View Nubsnstubs's profile

Nubsnstubs

1534 posts in 2087 days


#1 posted 01-26-2018 04:18 AM

Make a rim chuck with a glue block attached. After the glue has set, put the face of the rim chuck up against the chuck jaws using the live center to hold it in place. Turn the block to fit your chuck. After fitting it to the chuck, turn it around, mount into your chuck. Measure the rim diameter of your bowl. If you have more than one bowl, start with the smallest. Transfer your size to the rim chuck and turn a groove as wide as the bowl thickness. After fitted, set the bowl rim into the groove (snug fit), and bring up the tailstock. Flatten, smooth or redo the bottom to fit a glue block. Pull the tailstock back, mount the glue block to the bottom, and bring up the tailstock to apply pressure for about 30 minutes. When the glue is set, remove the bowl from the rim chuck and let it set overnight. Re-turn the bowl. When finished, remount the rim chuck, and remove the glue block.

Get the next bowl, and do the same by measuring and fitting it the rim chuck. If it’s larger, just make the groove fit snug on the outside diameter of the rim of the bowl.

Simple. .............. Jerry (in Tucson)

-- Jerry (in Tucson) www.woodturnerstools.com

View Karda's profile

Karda

1482 posts in 911 days


#2 posted 01-26-2018 07:18 AM

Hi Jerry how are ya its be a while. I kinda get the idea but what is a rim chuck. what kinda of glue, carpenters CA or what thanks

View Andybb's profile

Andybb

1884 posts in 960 days


#3 posted 01-26-2018 07:37 AM

Just getting into turning but a lot of people seem to like hot glue for a secure hold.
video

-- Andy - Seattle USA

View Nubsnstubs's profile

Nubsnstubs

1534 posts in 2087 days


#4 posted 01-26-2018 05:21 PM

Mike, a rim chuck is a very large wooden face plate that will fit into your chuck that has a groove turned to fit the rim of your pieces for tenon removal.
I use MDF and a hardwood block no thicker than 3/4” thick. It could be as large as 6×6 square. More glue surface that way. After you get the block glued on with Titebond glue, it doesn’t matter what number you use, turn a 3/8” long tenon to fit your chuck.
When the tenon is fitted, mount it in your chuck, measure you bowl ID and OD, turn a groove to match. It should fit snug. Do what you need to do, and when finished, put it aside like you would do with any tool. Use it in the future for any and all of your turnings.
Since I invented the Chuck Plate, I don’t use a tenon on my Rim Chucks. I also invented the Tail Stock Steady that allows me to remove the tenons safely while still between centers. go back to my website to see what I’m talking about. www.woodturnerstools.com ….......... Jerry (in Tucson)

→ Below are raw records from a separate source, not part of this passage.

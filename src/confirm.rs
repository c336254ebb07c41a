//! Signed email-confirmation tokens.
//!
//! A token is `<payload>.<signature>`: the base64url JSON payload followed by
//! the base64url HMAC-SHA256 of that encoded payload.

use base64::engine::general_purpose::URL_SAFE_NO_PAD;
use base64::Engine;
use hmac::{Hmac, Mac};
use serde::{Deserialize, Serialize};
use sha2::Sha256;
use thiserror::Error;

type HmacSha256 = Hmac<Sha256>;

/// Token error types.
#[derive(Error, Debug, PartialEq)]
pub enum TokenError {
    #[error("malformed token")]
    Malformed,
    #[error("signature mismatch")]
    BadSignature,
    #[error("token expired")]
    Expired,
    #[error("token has no email")]
    MissingEmail,
    #[error("could not sign token: {0}")]
    Signing(String),
}

#[derive(Debug, Clone, PartialEq, Serialize, Deserialize)]
pub struct ConfirmTokenPayload {
    pub email: String,
    #[serde(default)]
    pub username: String,
    /// Expiry in unix seconds.
    pub exp: i64,
    pub nonce: String,
}

impl ConfirmTokenPayload {
    /// New payload expiring at `exp` with a fresh random nonce.
    pub fn new(email: impl Into<String>, username: impl Into<String>, exp: i64) -> Self {
        let nonce: [u8; 12] = rand::random();
        Self {
            email: email.into(),
            username: username.into(),
            exp,
            nonce: URL_SAFE_NO_PAD.encode(nonce),
        }
    }
}

fn mac_for(secret: &str) -> Result<HmacSha256, TokenError> {
    HmacSha256::new_from_slice(secret.as_bytes()).map_err(|e| TokenError::Signing(e.to_string()))
}

pub fn sign_token(secret: &str, payload: &ConfirmTokenPayload) -> Result<String, TokenError> {
    let raw = serde_json::to_vec(payload).map_err(|e| TokenError::Signing(e.to_string()))?;
    let msg = URL_SAFE_NO_PAD.encode(raw);

    let mut mac = mac_for(secret)?;
    mac.update(msg.as_bytes());
    let sig = URL_SAFE_NO_PAD.encode(mac.finalize().into_bytes());

    Ok(format!("{msg}.{sig}"))
}

/// Verify a token's signature and expiry against `now` (unix seconds).
pub fn verify_token(secret: &str, token: &str, now: i64) -> Result<ConfirmTokenPayload, TokenError> {
    let mut parts = token.split('.');
    let (Some(msg), Some(sig), None) = (parts.next(), parts.next(), parts.next()) else {
        return Err(TokenError::Malformed);
    };

    let sig = URL_SAFE_NO_PAD.decode(sig).map_err(|_| TokenError::Malformed)?;
    let mut mac = mac_for(secret)?;
    mac.update(msg.as_bytes());
    mac.verify_slice(&sig).map_err(|_| TokenError::BadSignature)?;

    let raw = URL_SAFE_NO_PAD.decode(msg).map_err(|_| TokenError::Malformed)?;
    let payload: ConfirmTokenPayload = serde_json::from_slice(&raw).map_err(|_| TokenError::Malformed)?;

    if payload.exp <= 0 || now > payload.exp {
        return Err(TokenError::Expired);
    }
    if payload.email.trim().is_empty() {
        return Err(TokenError::MissingEmail);
    }
    Ok(payload)
}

-- Jerry (in Tucson) www.woodturnerstools.com

View walnutles's profile

walnutles

13 posts in 554 days


#5 posted 01-26-2018 06:20 PM

You can glue chuck it in many ways, I turn the tenons off like this. Les

View LesB's profile

LesB

2075 posts in 3800 days


#6 posted 01-26-2018 06:27 PM

If you have a chuck on your lathe you could create a mounting dado in the piece using a router with a circle template cut to the proper size for you chuck jaws in a piece of plywood and put a template guide on the base of your router. Find the center of your blank, clamp the template over it (I do this across the corner of my work bench) and route a recess (dado) 3/16” to 1/4” deep into the piece being turned. Now you can mount it on you chuck.

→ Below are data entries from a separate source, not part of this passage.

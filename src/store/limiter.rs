//! Sliding-window rate limiter.

use std::time::Duration;

use chrono::Utc;

use super::Store;

/// Events recorded for one key, with the window they were counted against.
#[derive(Debug, Default)]
pub(super) struct RateBucket {
    window_ms: i64,
    events: Vec<i64>,
}

impl RateBucket {
    fn expire(&mut self, now_ms: i64) {
        let cutoff = now_ms - self.window_ms;
        self.events.retain(|&ts| ts >= cutoff);
    }
}

impl Store {
    /// Record an event for `key` if fewer than `max` events happened within
    /// the trailing `window`. Refused events are not recorded.
    pub fn allow(&self, key: &str, window: Duration, max: usize) -> bool {
        self.allow_at(key, window, max, Utc::now().timestamp_millis())
    }

    pub(crate) fn allow_at(&self, key: &str, window: Duration, max: usize, now_ms: i64) -> bool {
        let window_ms = window.as_millis() as i64;

        let mut inner = self.lock();
        // Keys whose events have all aged out are dropped so the map only
        // holds callers seen within their window.
        inner.rate_buckets.retain(|_, bucket| {
            bucket.expire(now_ms);
            !bucket.events.is_empty()
        });

        let bucket = inner.rate_buckets.entry(key.to_string()).or_default();
        bucket.window_ms = bucket.window_ms.max(window_ms);
        let cutoff = now_ms - window_ms;
        let recent = bucket.events.iter().filter(|&&ts| ts >= cutoff).count();

        if recent >= max {
            if bucket.events.is_empty() {
                inner.rate_buckets.remove(key);
            }
            return false;
        }
        bucket.events.push(now_ms);
        true
    }

    #[cfg(test)]
    fn rate_key_count(&self) -> usize {
        self.lock().rate_buckets.len()
    }
}
//! In-memory monitoring store.
//!
//! Holds per-target check history, the last observed status of every target,
//! the global incident log, rate-limit buckets and the confirmed-email table.
//! All of it lives behind one mutex; only the confirmed-email table outlives
//! the process, through a JSON snapshot written after the lock is released.

mod confirmations;
mod history;
mod limiter;
mod models;

pub use history::{MAX_HISTORY, MAX_INCIDENTS};
pub use models::*;

use std::collections::{HashMap, VecDeque};
use std::path::{Path, PathBuf};
use std::sync::{Mutex, MutexGuard, PoisonError};

/// State guarded by the store lock.
#[derive(Default)]
struct StoreInner {
    history: HashMap<String, VecDeque<CheckRecord>>,
    last_status: HashMap<String, HealthStatus>,
    /// Most recent first.
    incidents: VecDeque<Incident>,
    incident_seq: u64,
    rate_buckets: HashMap<String, limiter::RateBucket>,
    /// Normalized email -> confirmation time (unix ms).
    confirmed: HashMap<String, i64>,
}

/// Thread-safe monitoring store.
pub struct Store {
    inner: Mutex<StoreInner>,
    confirm_path: Option<PathBuf>,
    /// Serializes snapshot writes without holding the primary lock.
    persist_lock: Mutex<()>,
}

impl Store {
    /// Create a store that keeps confirmed emails in memory only.
    pub fn in_memory() -> Self {
        Self {
            inner: Mutex::new(StoreInner::default()),
            confirm_path: None,
            persist_lock: Mutex::new(()),
        }
    }

    /// Create a store whose confirmed emails are snapshotted to `path`.
    ///
    /// A missing or unreadable snapshot starts the table empty.
    pub fn open<P: AsRef<Path>>(path: P) -> Self {
        let path = path.as_ref().to_path_buf();
        let inner = StoreInner {
            confirmed: confirmations::load_snapshot(&path),
            ..Default::default()
        };
        Self {
            inner: Mutex::new(inner),
            confirm_path: Some(path),
            persist_lock: Mutex::new(()),
        }
    }

    // Critical sections never panic midway, so a poisoned lock still guards
    // consistent data.
    fn lock(&self) -> MutexGuard<'_, StoreInner> {
        self.inner.lock().unwrap_or_else(PoisonError::into_inner)
    }
}
//! Client for the REST datastore that owns the target list.

use crate::config::ServerConfig;
use crate::store::Target;

use std::time::Duration;
use thiserror::Error;

const FETCH_TIMEOUT: Duration = Duration::from_secs(10);

/// Datastore error types.
#[derive(Error, Debug)]
pub enum DatastoreError {
    #[error("datastore connection error: {0}")]
    Transport(#[source] reqwest::Error),
    #[error("datastore returned HTTP {0}")]
    Status(u16),
    #[error("invalid datastore response: {0}")]
    Decode(#[source] reqwest::Error),
}

#[derive(Clone)]
pub struct DatastoreClient {
    client: reqwest::Client,
    base_url: String,
    api_key: String,
}

impl DatastoreClient {
    pub fn new(base_url: impl Into<String>, api_key: impl Into<String>) -> Self {
        Self {
            client: reqwest::Client::new(),
            base_url: base_url.into().trim_end_matches('/').to_string(),
            api_key: api_key.into(),
        }
    }

    pub fn from_config(cfg: &ServerConfig) -> Self {
        Self::new(&cfg.datastore_url, &cfg.datastore_key)
    }

    /// Fetch every registered target.
    pub async fn fetch_targets(&self) -> Result<Vec<Target>, DatastoreError> {
        let url = format!("{}/rest/v1/projects?select=*", self.base_url);

        let response = self
            .client
            .get(&url)
            .timeout(FETCH_TIMEOUT)
            .header("apikey", &self.api_key)
            .bearer_auth(&self.api_key)
            .send()
            .await
            .map_err(DatastoreError::Transport)?;

        let status = response.status();
        if !status.is_success() {
            return Err(DatastoreError::Status(status.as_u16()));
        }

        response.json().await.map_err(DatastoreError::Decode)
    }
}
//! Web server module.

mod handlers;

pub use handlers::*;

use crate::config::ServerConfig;
use crate::datastore::DatastoreClient;
use crate::dispatch::Dispatcher;
use crate::store::Store;

use axum::{
    extract::{Request, State},
    http::{header, HeaderValue, Method, StatusCode},
    middleware::{self, Next},
    response::{IntoResponse, Response},
    routing::{get, post},
    Router,
};
use std::net::SocketAddr;
use std::sync::Arc;
use tower_http::trace::TraceLayer;

/// Application state shared across handlers.
#[derive(Clone)]
pub struct AppState {
    pub config: ServerConfig,
    pub store: Arc<Store>,
    pub dispatcher: Arc<Dispatcher>,
    pub datastore: DatastoreClient,
}

/// Web server for Heartbeat.
pub struct Server {
    state: AppState,
}

impl Server {
    /// Create a new server with the given dependencies.
    pub fn new(
        config: ServerConfig,
        store: Arc<Store>,
        dispatcher: Arc<Dispatcher>,
        datastore: DatastoreClient,
    ) -> Self {
        Self {
            state: AppState {
                config,
                store,
                dispatcher,
                datastore,
            },
        }
    }

    /// Start the server on the configured port.
    pub async fn start(&self) -> Result<(), Box<dyn std::error::Error + Send + Sync>> {
        let addr = SocketAddr::from(([0, 0, 0, 0], self.state.config.http_port));
        let router = routes(self.state.clone());

        tracing::info!("Web server listening on {}", addr);

        let listener = tokio::net::TcpListener::bind(addr).await?;
        axum::serve(listener, router.into_make_service_with_connect_info::<SocketAddr>()).await?;

        Ok(())
    }
}

/// Build the router with all routes.
pub fn routes(state: AppState) -> Router {
    let origin = HeaderValue::from_str(&state.config.cors_origin).unwrap_or(HeaderValue::from_static("*"));

    Router::new()
        .route("/", get(handlers::handle_index))
        .route("/api/v1/health", get(handlers::handle_health))
        // Monitoring
        .route("/api/v1/status", get(handlers::handle_status))
        .route("/api/v1/history", get(handlers::handle_history))
        .route("/api/v1/incidents", get(handlers::handle_incidents))
        // Email confirmation
        .route("/api/v1/auth/send-confirmation", post(handlers::handle_send_confirmation))
        .route("/api/v1/auth/confirm", get(handlers::handle_confirm))
        .route("/api/v1/auth/is-confirmed", get(handlers::handle_is_confirmed))
        .layer(middleware::from_fn_with_state(origin, cors))
        .layer(TraceLayer::new_for_http())
        .with_state(state)
}

/// Adds CORS headers to every response and answers preflights with 204.
async fn cors(State(origin): State<HeaderValue>, req: Request, next: Next) -> Response {
    let mut response = if req.method() == Method::OPTIONS {
        StatusCode::NO_CONTENT.into_response()
    } else {
        next.run(req).await
    };

    let headers = response.headers_mut();
    headers.insert(header::ACCESS_CONTROL_ALLOW_ORIGIN, origin);
    headers.insert(
        header::ACCESS_CONTROL_ALLOW_METHODS,
        HeaderValue::from_static("GET, POST, OPTIONS"),
    );
    headers.insert(
        header::ACCESS_CONTROL_ALLOW_HEADERS,
        HeaderValue::from_static("Content-Type, apikey, Authorization"),
    );
    response
}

I do this with almost all my work. For bowls I make the first dado cut on the side that will be the inside of the bowl. I then turn the bottom completely and cut a new dado there so I can turn the piece around and complete the inside and the sides if I did not do them while working on the bottom. When making the dado in the bottom of the piece I usually cut a ring just wide and deep enough for the chuck jaws, leaving the center of it a bit high and cutting some beads as a decoration.

This method works great for turning green wood where you rough out the blank to remove most of the wood then let it dry before finishing. It is easy to remount it after it is dry.

Other people use the tenon method of chuck mounting but then they have to remove the tenon when they are through and have no way to remount the piece later. I just refinished aa 15 year old salad bowl by simply mounting it on the lathe with this dado method.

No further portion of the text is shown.